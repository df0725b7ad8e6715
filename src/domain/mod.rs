//! Domain types - plain values independent of how git is driven

pub mod branch;
pub mod tag;

pub use branch::BranchExistence;
pub use tag::TagSpec;
//! Summary of the newest commit on a remote branch.

use std::fmt;

use regex::Regex;

use crate::error::Result;
use crate::git::{CommandGateway, GitCommand, Repository};
use crate::remote::default_remote;

/// Who touched a branch last, and when
#[derive(Debug, Clone, PartialEq, Eq)]
pub enum LastCommit {
    Parsed {
        author: String,
        date: String,
        message: String,
    },
    /// Output that did not match the expected format, kept verbatim
    Raw(String),
}

impl LastCommit {
    /// Parses `Author:<email>-Date:<yyyy-mm-dd_hh:mm:ss>-Message:<subject>`
    pub fn parse(output: &str) -> Self {
        let line = output.trim();
        if let Some(captures) = Regex::new(
            r"^Author:(.*?)-Date:(\d{4}-\d{2}-\d{2}_\d{2}:\d{2}:\d{2})-Message:(.*)$",
        )
        .ok()
        .and_then(|re| re.captures(line))
        {
            return LastCommit::Parsed {
                author: captures[1].to_string(),
                date: captures[2].to_string(),
                message: captures[3].to_string(),
            };
        }

        LastCommit::Raw(line.to_string())
    }
}

impl fmt::Display for LastCommit {
    fn fmt(&self, f: &mut fmt::Formatter<'_>) -> fmt::Result {
        match self {
            LastCommit::Parsed {
                author,
                date,
                message,
            } => write!(
                f,
                "\n  Operator: {};\n  Time: {};\n  Message: {}",
                author, date, message
            ),
            LastCommit::Raw(text) => write!(f, "{}", text),
        }
    }
}

/// Looks up the newest commit of `branch` on the default remote.
///
/// A failed `git show` yields [LastCommit::Raw] with the error text.
pub fn remote_last_commit(
    repo: &dyn Repository,
    gateway: &dyn CommandGateway,
    branch: &str,
) -> Result<LastCommit> {
    let remote = default_remote(repo)?;
    let command = GitCommand::show_last_commit(&remote.name, branch).with_urls(&remote.urls);
    let outcome = gateway.run(&command, &mut [])?;

    if outcome.success {
        Ok(LastCommit::parse(&outcome.output_joined()))
    } else {
        Ok(LastCommit::Raw(outcome.error_output_joined()))
    }
}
++++++++++
--- What is required ---
For every record above, print an exact copy.

--- Finished task ---
repository df0725b7ad8e6715
filename src/domain/mod.rs
//! Domain types - plain values independent of how git is driven

pub mod branch;
pub mod tag;

pub use branch::BranchExistence;
pub use tag::TagSpec;
//! Summary of the newest commit on a remote branch.

use std::fmt;

use regex::Regex;

use crate::error::Result;
use crate::git::{CommandGateway, GitCommand, Repository};
use crate::remote::default_remote;

/// Who touched a branch last, and when
#[derive(Debug, Clone, PartialEq, Eq)]
pub enum LastCommit {
    Parsed {
        author: String,
        date: String,
        message: String,
    },
    /// Output that did not match the expected format, kept verbatim
    Raw(String),
}

impl LastCommit {
    /// Parses `Author:<email>-Date:<yyyy-mm-dd_hh:mm:ss>-Message:<subject>`
    pub fn parse(output: &str) -> Self {
        let line = output.trim();
        if let Some(captures) = Regex::new(
            r"^Author:(.*?)-Date:(\d{4}-\d{2}-\d{2}_\d{2}:\d{2}:\d{2})-Message:(.*)$",
        )
        .ok()
        .and_then(|re| re.captures(line))
        {
            return LastCommit::Parsed {
                author: captures[1].to_string(),
                date: captures[2].to_string(),
                message: captures[3].to_string(),
            };
        }

        LastCommit::Raw(line.to_string())
    }
}

impl fmt::Display for LastCommit {
    fn fmt(&self, f: &mut fmt::Formatter<'_>) -> fmt::Result {
        match self {
            LastCommit::Parsed {
                author,
                date,
                message,
            } => write!(
                f,
                "\n  Operator: {};\n  Time: {};\n  Message: {}",
                author, date, message
            ),
            LastCommit::Raw(text) => write!(f, "{}", text),
        }
    }
}

/// Looks up the newest commit of `branch` on the default remote.
///
/// A failed `git show` yields [LastCommit::Raw] with the error text.
pub fn remote_last_commit(
    repo: &dyn Repository,
    gateway: &dyn CommandGateway,
    branch: &str,
) -> Result<LastCommit> {
    let remote = default_remote(repo)?;
    let command = GitCommand::show_last_commit(&remote.name, branch).with_urls(&remote.urls);
    let outcome = gateway.run(&command, &mut [])?;

    if outcome.success {
        Ok(LastCommit::parse(&outcome.output_joined()))
    } else {
        Ok(LastCommit::Raw(outcome.error_output_joined()))
    }
}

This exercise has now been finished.